Turnout was just short of 100 percent as those ‘abroad or working in oceans’ were unable to take part, says state media.
Turnout in North Korea’s single-candidate election was 99.99 percent this year, up from 99.97 percent the last time it was held, state media reported.
This year’s turnout fell just short of 100 percent as those “abroad or working in oceans” were unable to take part, North Korea’s official KCNA news agency reported on Tuesday.
Millions of North Koreans voted in the national polls on Sunday. The election is held every five years to elect what is widely seen as a rubber-stamp legislature known as the Supreme People’s Assembly.
With only one approved name on each voting slip, the result is never in doubt.
But the list of 687 elected deputies reported by KCNA did not include Kim Jong Un, raising speculation about the reason for his exclusion.
State media did not mention Kim’s candidate registration before or after the elections, South Korea’s Yonhap news agency reported before adding that the decision does not appear to suggest that his grip on power is slipping.

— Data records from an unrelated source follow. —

use std::fs;
use std::path::{Path, PathBuf};

use semver::Version;
use serde::Deserialize;

use crate::domain::parse_version;
use crate::error::{PublishError, Result};

/// The fields of package.json this tool reads; everything else is ignored
#[derive(Debug, Deserialize)]
struct PackageFields {
    name: Option<String>,
    version: Option<String>,
}

/// Read-only view of the package manifest (package.json)
///
/// Every call re-reads the file, so a version written by the registry tool
/// is observed by the next read.
#[derive(Debug, Clone)]
pub struct PackageManifest {
    path: PathBuf,
}

impl PackageManifest {
    pub fn new(path: impl Into<PathBuf>) -> Self {
        PackageManifest { path: path.into() }
    }

    pub fn path(&self) -> &Path {
        &self.path
    }

    /// Read and validate the manifest's version
    pub fn read_version(&self) -> Result<Version> {
        let raw = self.read_fields()?.version.ok_or_else(|| {
            PublishError::manifest(format!("{} has no version field", self.path.display()))
        })?;

        parse_version(&raw).map_err(|_| {
            PublishError::manifest(format!("Unable to parse semver from '{}'", raw))
        })
    }

    /// Read the package name, if the manifest declares one
    pub fn read_name(&self) -> Result<Option<String>> {
        Ok(self.read_fields()?.name)
    }

    fn read_fields(&self) -> Result<PackageFields> {
        let content = fs::read_to_string(&self.path).map_err(|e| {
            PublishError::manifest(format!("Cannot read {}: {}", self.path.display(), e))
        })?;

        serde_json::from_str(&content).map_err(|e| {
            PublishError::manifest(format!("Cannot parse {}: {}", self.path.display(), e))
        })
    }
}
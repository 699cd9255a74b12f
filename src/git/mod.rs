//! Version control abstraction layer
//!
//! The release context needs two facts from version control: the branch being
//! built and the abbreviated id of the commit being built. The [`Vcs`] trait
//! provides them; implementations are:
//!
//! - [`repository::Git2Vcs`]: reads a real repository through the `git2` crate
//! - [`mock::MockVcs`]: returns fixed answers for tests
//!
//! # Usage
//!
//! ```rust
//! # use dist_publish::git::{MockVcs, Vcs};
//! let vcs = MockVcs::new(Some("develop"), Some("a1b2c3d"));
//! assert_eq!(vcs.current_branch().unwrap().as_deref(), Some("develop"));
//! ```

pub mod mock;
pub mod repository;

pub use mock::MockVcs;
pub use repository::Git2Vcs;

use crate::error::Result;

/// Version-control queries used to build the release context
///
/// "Not available" is `Ok(None)`, not an error: a detached HEAD has no branch
/// and an empty repository has no commit. Errors are reserved for a repository
/// that cannot be read at all.
pub trait Vcs {
    /// Name of the checked-out branch, or `None` on a detached or unborn HEAD
    fn current_branch(&self) -> Result<Option<String>>;

    /// Abbreviated id of the HEAD commit (e.g. "a1b2c3d"), or `None` before the first commit
    fn current_commit_short(&self) -> Result<Option<String>>;
}
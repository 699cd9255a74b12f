use regex::Regex;

use super::tag::TagTemplate;

/// How a branch rule decides whether it applies to a branch name
#[derive(Debug, Clone)]
pub enum BranchMatcher {
    /// Branch name equals the given name
    Exact(String),
    /// Branch name starts with the given prefix
    Prefix(String),
    /// Branch name matches the regular expression
    Pattern(Regex),
    /// Matches every branch
    Any,
}

impl BranchMatcher {
    pub fn matches(&self, branch: &str) -> bool {
        match self {
            BranchMatcher::Exact(name) => branch == name,
            BranchMatcher::Prefix(prefix) => branch.starts_with(prefix.as_str()),
            BranchMatcher::Pattern(re) => re.is_match(branch),
            BranchMatcher::Any => true,
        }
    }
}

/// One row of the branch table: which branches, and which dist-tag they publish under
#[derive(Debug, Clone)]
pub struct BranchRule {
    pub matcher: BranchMatcher,
    pub template: TagTemplate,
}

impl BranchRule {
    pub fn new(matcher: BranchMatcher, template: impl Into<String>) -> Self {
        BranchRule {
            matcher,
            template: TagTemplate::new(template),
        }
    }
}

/// Ordered branch-to-dist-tag rules; the first matching rule wins
#[derive(Debug, Clone)]
pub struct BranchTable {
    rules: Vec<BranchRule>,
}

impl BranchTable {
    pub fn new(rules: Vec<BranchRule>) -> Self {
        BranchTable { rules }
    }

    /// Find the rule for a branch
    pub fn resolve(&self, branch: &str) -> Option<&BranchRule> {
        self.rules.iter().find(|rule| rule.matcher.matches(branch))
    }

    pub fn rules(&self) -> &[BranchRule] {
        &self.rules
    }
}

impl Default for BranchTable {
    /// master -> latest, develop -> next, dev-* -> itself, anything else -> <branch>-branch<version>
    fn default() -> Self {
        BranchTable::new(vec![
            BranchRule::new(BranchMatcher::Exact("master".to_string()), "latest"),
            BranchRule::new(BranchMatcher::Exact("develop".to_string()), "next"),
            BranchRule::new(BranchMatcher::Prefix("dev-".to_string()), "{branch}"),
            BranchRule::new(BranchMatcher::Any, "{branch}-branch{version}"),
        ])
    }
}
use std::fmt;

/// Non-fatal problems met during a release.
/// These are reported to the user but never change the exit code.
#[derive(Debug, Clone, PartialEq)]
pub enum PublishWarning {
    /// The marker dist-tag could not be applied after a successful publish
    SecondaryTagFailed { tag: String, reason: String },
    /// The working directory could not be read as a repository
    VcsUnavailable { reason: String },
    /// HEAD is detached, so version control reports no branch
    DetachedHead,
    /// A dry run could not read the current target of a dist-tag
    DistTagQueryFailed { tag: String, reason: String },
}

impl fmt::Display for PublishWarning {
    fn fmt(&self, f: &mut fmt::Formatter<'_>) -> fmt::Result {
        match self {
            PublishWarning::SecondaryTagFailed { tag, reason } => {
                write!(f, "Could not add dist-tag '{}': {}", tag, reason)
            }
            PublishWarning::VcsUnavailable { reason } => {
                write!(
                    f,
                    "Version control unavailable, branch and commit unknown: {}",
                    reason
                )
            }
            PublishWarning::DetachedHead => {
                write!(f, "HEAD is detached and no branch was provided")
            }
            PublishWarning::DistTagQueryFailed { tag, reason } => {
                write!(f, "Cannot read dist-tag '{}': {}", tag, reason)
            }
        }
    }
}
//! User interface module - what the user sees besides log output.
//!
//! Log events go through `tracing`; this module prints the human-facing
//! summary, warnings and the final error.

pub mod formatter;

// Re-export formatter functions for convenience
pub use formatter::{
    display_error, display_status, display_success, display_summary, display_warning,
    format_summary, format_tags,
};
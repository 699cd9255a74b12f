//! Pure formatting functions for UI output.
//!
//! `format_*` functions build text and are unit tested; `display_*` functions
//! only print what they are given.

use console::style;

use crate::cli::WorkflowResult;
use crate::warnings::PublishWarning;

/// Format and print a fatal error: an `Error:` header, then the detail.
pub fn display_error(message: &str) {
    eprintln!("{}", style("Error:").red().bold());
    eprintln!("  {}", message);
}

/// Format and print a success message with green checkmark.
pub fn display_success(message: &str) {
    println!("{} {}", style("✓").green(), message);
}

/// Format and print a status message with yellow arrow.
pub fn display_status(message: &str) {
    println!("{} {}", style("→").yellow(), message);
}

/// Display a non-fatal warning to the user.
pub fn display_warning(warning: &PublishWarning) {
    eprintln!("{} {}", style("⚠ WARNING:").yellow(), warning);
}

/// Format the primary tags of a release, or `<empty tag>` when untagged.
pub fn format_tags(result: &WorkflowResult) -> String {
    if result.tags.is_empty() {
        "<empty tag>".to_string()
    } else {
        result
            .tags
            .iter()
            .map(|tag| tag.to_string())
            .collect::<Vec<_>>()
            .join(", ")
    }
}

/// Format the summary lines of a finished (or previewed) release.
pub fn format_summary(result: &WorkflowResult) -> Vec<String> {
    let package = result.package.as_deref().unwrap_or("package");
    let mut lines = Vec::new();

    if result.dry_run {
        lines.push(format!(
            "Dry run: would publish {}@{}",
            package,
            style(&result.version).green()
        ));
    } else {
        lines.push(format!(
            "Published {}@{}",
            package,
            style(&result.version).green()
        ));
    }
    lines.push(format!("  Tags: {}", format_tags(result)));

    for status in &result.current_tags {
        let current = status
            .current
            .as_ref()
            .map(|v| v.to_string())
            .unwrap_or_else(|| "<unset>".to_string());
        lines.push(format!(
            "  {} currently points to {}",
            style(&status.tag).cyan(),
            current
        ));
    }

    if let Some(marker) = &result.secondary_tag {
        let verb = if result.dry_run { "Would add" } else { "Added" };
        lines.push(format!("  {} dist-tag: {}", verb, style(marker).cyan()));
    }

    lines
}

/// Display the release summary.
pub fn display_summary(result: &WorkflowResult) {
    let mut lines = format_summary(result).into_iter();
    if let Some(headline) = lines.next() {
        display_success(&headline);
    }
    for line in lines {
        println!("{}", line);
    }
}
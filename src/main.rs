use std::path::Path;

use anyhow::{Context, Result};
use chrono::Utc;
use clap::Parser;
use tracing::debug;
use tracing_subscriber::{layer::SubscriberExt, util::SubscriberInitExt, EnvFilter, Layer};

use dist_publish::cli::{process_env, run_publish_workflow, PublishWorkflowArgs};
use dist_publish::config;
use dist_publish::git::{Git2Vcs, Vcs};
use dist_publish::registry::NpmRegistry;
use dist_publish::runner::ProcessRunner;
use dist_publish::ui;

#[derive(clap::Parser)]
#[command(
    name = "dist-publish",
    about = "Publish an npm package under a version and dist-tag derived from the CI branch or tag"
)]
struct Args {
    #[arg(short, long, help = "Custom configuration file path")]
    config: Option<String>,

    #[arg(short, long, help = "Path to package.json")]
    manifest: Option<String>,

    #[arg(short, long, help = "Branch being built (overrides environment and git)")]
    branch: Option<String>,

    #[arg(short, long, help = "Explicit release tag (overrides environment)")]
    tag: Option<String>,

    #[arg(long, help = "Show what would be published without changing anything")]
    dry_run: bool,

    #[arg(long, help = "Do not add the latest-/stable- marker dist-tag")]
    no_secondary_tag: bool,

    #[arg(short, long, help = "Print version information")]
    version: bool,
}

impl From<Args> for PublishWorkflowArgs {
    fn from(args: Args) -> Self {
        PublishWorkflowArgs {
            config_path: args.config,
            manifest_path: args.manifest,
            branch: args.branch,
            tag: args.tag,
            dry_run: args.dry_run,
            skip_secondary_tag: args.no_secondary_tag,
        }
    }
}

fn main() {
    let args = Args::parse();

    if args.version {
        println!("dist-publish {}", env!("CARGO_PKG_VERSION"));
        return;
    }

    init_tracing();

    if let Err(e) = run(args.into()) {
        ui::display_error(&format!("{:#}", e));
        std::process::exit(1);
    }
}

/// Console logging controlled by RUST_LOG (default: info), written to stderr
fn init_tracing() {
    let console_filter =
        EnvFilter::try_from_default_env().unwrap_or_else(|_| EnvFilter::new("info"));

    tracing_subscriber::registry()
        .with(
            tracing_subscriber::fmt::layer()
                .with_target(false)
                .with_writer(std::io::stderr)
                .with_filter(console_filter),
        )
        .init();
}

fn run(args: PublishWorkflowArgs) -> Result<()> {
    let config =
        config::load_config(args.config_path.as_deref()).context("Error loading config")?;

    let manifest = args.manifest(&config);
    let package_dir = manifest
        .path()
        .parent()
        .filter(|dir| !dir.as_os_str().is_empty())
        .unwrap_or_else(|| Path::new("."))
        .to_path_buf();

    let vcs = match Git2Vcs::open(&package_dir) {
        Ok(vcs) => Some(vcs),
        Err(e) => {
            debug!("no git repository at {}: {}", package_dir.display(), e);
            None
        }
    };

    let registry = NpmRegistry::new(ProcessRunner::in_dir(&package_dir))
        .with_command(config.registry.command.clone())
        .with_publish_args(config.registry.publish_args.clone());

    if args.dry_run {
        ui::display_status("Dry run: the registry and manifest will not be changed");
    }

    let result = run_publish_workflow(
        &args,
        &config,
        &registry,
        vcs.as_ref().map(|vcs| vcs as &dyn Vcs),
        process_env,
        Utc::now(),
    )?;

    for warning in &result.warnings {
        ui::display_warning(warning);
    }
    ui::display_summary(&result);

    Ok(())
}
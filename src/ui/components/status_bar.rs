use eframe::egui;

use crate::common::LiveState;
use crate::ui::state::AppState;

pub fn render(ui: &mut egui::Ui, state: &AppState) {
    ui.horizontal(|ui| {
        ui.label("Signed in as");
        ui.label(egui::RichText::new(&state.username).strong());
        ui.separator();

        let color = match state.live_state {
            LiveState::Open => egui::Color32::GREEN,
            LiveState::Connecting => egui::Color32::YELLOW,
            LiveState::Errored => egui::Color32::RED,
            LiveState::Unconnected | LiveState::Closed => egui::Color32::GRAY,
        };
        ui.colored_label(color, "●");
        ui.label(format!("Live: {}", state.live_state.label()));
    });
}
use chrono::{DateTime, Local};
use eframe::egui;

use crate::common::ChatMessage;

pub fn render(ui: &mut egui::Ui, messages: &[ChatMessage], scroll_to_latest: &mut bool) {
    egui::ScrollArea::vertical()
        .auto_shrink([false, false])
        .max_height(ui.available_height() - 40.0)
        .show(ui, |ui| {
            if messages.is_empty() {
                ui.label(egui::RichText::new("No messages yet").weak());
            }

            for message in messages {
                ui.horizontal_wrapped(|ui| {
                    if let Some(time) = format_time(message.timestamp) {
                        ui.label(egui::RichText::new(time).weak());
                    }
                    ui.label(egui::RichText::new(&message.sender).strong());
                    ui.label(&message.text);
                });
            }

            if *scroll_to_latest {
                ui.scroll_to_cursor(Some(egui::Align::BOTTOM));
                *scroll_to_latest = false;
            }
        });
}

fn format_time(timestamp: Option<i64>) -> Option<String> {
    let utc = DateTime::from_timestamp_millis(timestamp?)?;
    Some(utc.with_timezone(&Local).format("%H:%M").to_string())
}
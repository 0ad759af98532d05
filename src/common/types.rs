use std::fmt;

use chrono::{DateTime, Utc};
use serde::{Deserialize, Deserializer, Serialize};

/// Identifier assigned by the message store. Servers hand out either
/// unsigned numeric ids or opaque strings, so both are accepted.
#[derive(Debug, Clone, PartialEq, Eq, Hash, Serialize, Deserialize)]
#[serde(untagged)]
pub enum MessageId {
    Number(u64),
    Text(String),
}

impl fmt::Display for MessageId {
    fn fmt(&self, f: &mut fmt::Formatter<'_>) -> fmt::Result {
        match self {
            MessageId::Number(n) => write!(f, "{n}"),
            MessageId::Text(s) => f.write_str(s),
        }
    }
}

impl From<u64> for MessageId {
    fn from(value: u64) -> Self {
        MessageId::Number(value)
    }
}

impl From<&str> for MessageId {
    fn from(value: &str) -> Self {
        MessageId::Text(value.to_string())
    }
}

/// Domain model for one chat entry.
#[derive(Debug, Clone, PartialEq, Serialize, Deserialize)]
pub struct ChatMessage {
    pub id: MessageId,
    pub text: String,
    pub sender: String,
    /// Milliseconds since the Unix epoch.
    #[serde(default, deserialize_with = "deserialize_timestamp")]
    pub timestamp: Option<i64>,
    #[serde(default, skip_serializing_if = "Option::is_none")]
    pub client_id: Option<String>,
}

impl ChatMessage {
    pub fn parse_frame(frame: &str) -> Result<Self, serde_json::Error> {
        serde_json::from_str(frame)
    }
}

/// Payload posted over HTTP and sent as an outbound WebSocket frame.
/// The server assigns the `id`.
#[derive(Debug, Clone, PartialEq, Serialize, Deserialize)]
pub struct OutgoingMessage {
    pub text: String,
    pub sender: String,
    pub timestamp: i64,
    pub client_id: String,
}

impl OutgoingMessage {
    pub fn new(text: impl Into<String>, sender: impl Into<String>) -> Self {
        Self {
            text: text.into(),
            sender: sender.into(),
            timestamp: Utc::now().timestamp_millis(),
            client_id: uuid::Uuid::new_v4().to_string(),
        }
    }
}

/// Lifecycle of the live connection.
#[derive(Debug, Clone, Copy, PartialEq, Eq, Default)]
pub enum LiveState {
    #[default]
    Unconnected,
    Connecting,
    Open,
    Closed,
    Errored,
}

impl LiveState {
    pub fn label(self) -> &'static str {
        match self {
            LiveState::Unconnected => "unconnected",
            LiveState::Connecting => "connecting",
            LiveState::Open => "open",
            LiveState::Closed => "closed",
            LiveState::Errored => "errored",
        }
    }

    pub fn is_open(self) -> bool {
        self == LiveState::Open
    }
}

#[derive(Deserialize)]
#[serde(untagged)]
enum RawTimestamp {
    Millis(i64),
    Float(f64),
    Text(String),
}

fn deserialize_timestamp<'de, D>(deserializer: D) -> Result<Option<i64>, D::Error>
where
    D: Deserializer<'de>,
{
    let raw = Option::<RawTimestamp>::deserialize(deserializer)?;
    Ok(raw.and_then(|raw| match raw {
        RawTimestamp::Millis(ms) => Some(ms),
        RawTimestamp::Float(ms) => Some(ms as i64),
        RawTimestamp::Text(text) => DateTime::parse_from_rfc3339(&text)
            .map(|dt| dt.timestamp_millis())
            .ok(),
    }))
}
use rusqlite::{OptionalExtension, Result as SqlResult, params};
use std::path::Path;

use super::database::Database;

/// Persistent key/value settings for the local user.
pub struct SettingsStore {
    db: Database,
}

impl SettingsStore {
    pub fn with_path<P: AsRef<Path>>(path: P) -> SqlResult<Self> {
        Self::from_database(Database::new(path)?)
    }

    pub fn in_memory() -> SqlResult<Self> {
        Self::from_database(Database::in_memory()?)
    }

    fn from_database(db: Database) -> SqlResult<Self> {
        let store = Self { db };
        store.init_schema()?;
        Ok(store)
    }

    fn init_schema(&self) -> SqlResult<()> {
        self.db.connection().execute(
            "CREATE TABLE IF NOT EXISTS settings (
                key TEXT PRIMARY KEY,
                value TEXT NOT NULL,
                updated_at INTEGER NOT NULL DEFAULT (strftime('%s', 'now'))
            )",
            [],
        )?;
        Ok(())
    }

    pub fn get(&self, key: &str) -> SqlResult<Option<String>> {
        self.db
            .connection()
            .query_row(
                "SELECT value FROM settings WHERE key = ?1",
                params![key],
                |row| row.get(0),
            )
            .optional()
    }

    /// Insert or overwrite a setting
    pub fn put(&self, key: &str, value: &str) -> SqlResult<()> {
        self.db.connection().execute(
            "INSERT OR REPLACE INTO settings (key, value, updated_at)
             VALUES (?1, ?2, strftime('%s', 'now'))",
            params![key, value],
        )?;
        Ok(())
    }

    #[cfg(test)]
    pub fn remove(&self, key: &str) -> SqlResult<()> {
        self.db
            .connection()
            .execute("DELETE FROM settings WHERE key = ?1", params![key])?;
        Ok(())
    }
}
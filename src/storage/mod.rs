pub mod database;
pub mod profile;
pub mod settings_db;

pub use profile::{resolve_display_name, set_display_name};
pub use settings_db::SettingsStore;

use std::fs;
use std::path::Path;

/// Ensure the directory holding the database file exists
pub fn ensure_data_dir(database_path: &str) -> std::io::Result<()> {
    if let Some(parent) = Path::new(database_path).parent() {
        if !parent.as_os_str().is_empty() {
            fs::create_dir_all(parent)?;
        }
    }
    Ok(())
}
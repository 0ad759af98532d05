use rusqlite::{Connection, Result as SqlResult};
use std::path::Path;

/// Base database connection wrapper
pub struct Database {
    conn: Connection,
}

impl Database {
    pub fn new<P: AsRef<Path>>(path: P) -> SqlResult<Self> {
        let conn = Connection::open(path)?;
        Ok(Self { conn })
    }

    pub fn in_memory() -> SqlResult<Self> {
        let conn = Connection::open_in_memory()?;
        Ok(Self { conn })
    }

    pub fn connection(&self) -> &Connection {
        &self.conn
    }
}
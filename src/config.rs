use std::fs;
use std::path::Path;
use std::time::Duration;

use serde::{Deserialize, Serialize};

pub const DEFAULT_CONFIG_PATH: &str = "config/chat.json";
pub const DEFAULT_HTTP_URL: &str = "http://localhost:8080";
pub const DEFAULT_WS_URL: &str = "ws://localhost:8080/ws";
pub const DEFAULT_DATABASE_PATH: &str = "data/client.db";

#[derive(Debug, Clone, PartialEq, Serialize, Deserialize)]
#[serde(default)]
pub struct AppConfig {
    /// Base URL of the message store (`GET`/`POST {http_url}/messages`).
    pub http_url: String,
    pub ws_url: String,
    pub database_path: String,
    pub reconnect: ReconnectConfig,
}

impl Default for AppConfig {
    fn default() -> Self {
        Self {
            http_url: DEFAULT_HTTP_URL.to_string(),
            ws_url: DEFAULT_WS_URL.to_string(),
            database_path: DEFAULT_DATABASE_PATH.to_string(),
            reconnect: ReconnectConfig::default(),
        }
    }
}

#[derive(Debug, Clone, PartialEq, Serialize, Deserialize)]
#[serde(default)]
pub struct ReconnectConfig {
    pub enabled: bool,
    pub initial_delay_ms: u64,
    pub max_delay_ms: u64,
    /// `None` retries forever.
    pub max_attempts: Option<u32>,
}

impl Default for ReconnectConfig {
    fn default() -> Self {
        Self {
            enabled: true,
            initial_delay_ms: 500,
            max_delay_ms: 30_000,
            max_attempts: None,
        }
    }
}

impl ReconnectConfig {
    pub fn initial_delay(&self) -> Duration {
        Duration::from_millis(self.initial_delay_ms)
    }

    pub fn max_delay(&self) -> Duration {
        Duration::from_millis(self.max_delay_ms)
    }
}

/// Values given on the command line (or through the environment) win over
/// the config file.
#[derive(Debug, Clone, Default)]
pub struct Overrides {
    pub http_url: Option<String>,
    pub ws_url: Option<String>,
    pub database_path: Option<String>,
    pub no_reconnect: bool,
}

impl AppConfig {
    pub fn apply(mut self, overrides: Overrides) -> Self {
        if let Some(url) = overrides.http_url {
            self.http_url = url;
        }
        if let Some(url) = overrides.ws_url {
            self.ws_url = url;
        }
        if let Some(path) = overrides.database_path {
            self.database_path = path;
        }
        if overrides.no_reconnect {
            self.reconnect.enabled = false;
        }
        self
    }
}

pub fn load_config(path: &str) -> AppConfig {
    let path = Path::new(path);
    match fs::read_to_string(path) {
        Ok(content) => match serde_json::from_str::<AppConfig>(&content) {
            Ok(config) => config,
            Err(err) => {
                log::warn!("Failed to parse config file {}: {err}", path.display());
                AppConfig::default()
            }
        },
        Err(err) => {
            log::info!(
                "Config file {} not found ({err}); using defaults",
                path.display()
            );
            AppConfig::default()
        }
    }
}
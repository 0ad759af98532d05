use eframe::egui;

use crate::ui::state::{ActivityKind, AppState};

pub fn render(ui: &mut egui::Ui, state: &AppState) {
    ui.heading("Activity");
    ui.separator();

    ui.horizontal(|ui| {
        ui.label("Messages:");
        ui.label(format!("{}", state.messages.len()));
    });

    ui.separator();

    egui::ScrollArea::vertical()
        .id_salt("activity_scroll")
        .show(ui, |ui| {
            for event in state.activity.iter().rev().take(20) {
                let time_str = event.timestamp.format("%H:%M:%S");
                let color = match event.kind {
                    ActivityKind::Connection => egui::Color32::LIGHT_BLUE,
                    ActivityKind::History => egui::Color32::GREEN,
                    ActivityKind::Duplicate => egui::Color32::YELLOW,
                    ActivityKind::Dropped | ActivityKind::Failure => egui::Color32::RED,
                };

                ui.horizontal(|ui| {
                    ui.colored_label(color, format!("[{}]", time_str));
                    ui.label(&event.message);
                });
            }
        });
}
use eframe::egui;

/// Returns true when the user asked to send (button or Enter).
pub fn render(ui: &mut egui::Ui, input_text: &mut String) -> bool {
    let mut send = false;
    ui.horizontal(|ui| {
        let response = ui.add(
            egui::TextEdit::singleline(input_text)
                .hint_text("Type a message...")
                .desired_width((ui.available_width() - 60.0).max(120.0)),
        );
        if ui.button("Send").clicked() {
            send = true;
        }

        if response.lost_focus() && ui.input(|i| i.key_pressed(egui::Key::Enter)) {
            send = true;
            response.request_focus();
        }
    });

    send
}
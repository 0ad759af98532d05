use rand::Rng;
use rusqlite::Result as SqlResult;

use super::settings_db::SettingsStore;

pub const USERNAME_KEY: &str = "chat_username";

/// Returns the stored display name, generating and persisting
/// `User<1..=1000>` the first time.
pub fn resolve_display_name(store: &SettingsStore) -> SqlResult<String> {
    if let Some(name) = store.get(USERNAME_KEY)? {
        if !name.trim().is_empty() {
            return Ok(name);
        }
    }

    let name = generate_display_name();
    store.put(USERNAME_KEY, &name)?;
    log::info!("Generated display name {name}");
    Ok(name)
}

/// Persists a user-chosen display name, replacing any generated one.
pub fn set_display_name(store: &SettingsStore, name: &str) -> SqlResult<String> {
    let name = name.trim().to_string();
    store.put(USERNAME_KEY, &name)?;
    Ok(name)
}

fn generate_display_name() -> String {
    let suffix: u32 = rand::rng().random_range(1..=1000);
    format!("User{suffix}")
}
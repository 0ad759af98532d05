use thiserror::Error;

#[derive(Error, Debug)]
pub enum NetworkError {
    #[error("HTTP request failed: {0}")]
    Http(#[from] reqwest::Error),

    #[error("Server answered {status} for {url}")]
    Status {
        status: reqwest::StatusCode,
        url: String,
    },

    #[error("WebSocket error: {0}")]
    WebSocket(#[from] tokio_tungstenite::tungstenite::Error),

    #[error("Malformed frame: {0}")]
    MalformedFrame(#[source] serde_json::Error),

    #[error("Failed to encode payload: {0}")]
    Serialize(#[source] serde_json::Error),
}
use super::types::{ChatMessage, LiveState};

/// Events the network task reports back to the UI.
#[derive(Debug, Clone)]
pub enum NetworkEvent {
    HistoryLoaded(Vec<ChatMessage>),
    HistoryFailed(String),
    /// A message broadcast over the live connection.
    MessageReceived(ChatMessage),
    /// The server's echo of a message we submitted over HTTP.
    MessageSent(ChatMessage),
    SendFailed(String),
    LiveStateChanged(LiveState),
    FrameDropped(String),
}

Kim was last elected to the assembly in March 2014 when the first election was held since he came to power, running from Mount Paektu, constituency number 111, a mountain known to be the sacred birthplace of his late father.
Sunday’s elections, like in 2014, saw results come 100 percent in favour of all named candidates.
“All the electors participated as one in the election to cement our people’s power as firm as a rock,” KCNA said, citing a report released by the Central Election Committee.
“One hundred percent of them cast their ballots for the candidates for deputies to the SPA registered in relevant constituencies.”
Kim’s younger sister and close aide Kim Yo Jong was among the newly elected, said Yonhap.
Critics say the North Korean election, with its total absence of electoral competition, is largely a political rite for enabling the authorities to claim a mandate from the people while reinforcing loyalty to the government and social unity.
But state media said the turnout was “an expression of the absolute support and trust of all voters in the DPRK government”.
“The election will strikingly manifest the fixed will of our people to firmly trust and uphold to the last Supreme Leader Kim Jong Un despite storm and stress,” the ruling party’s official daily said in a commentary on Sunday.
“All the people have to fully display through the election the invincibility and might of the DPRK advancing by dint of the single-minded unity.”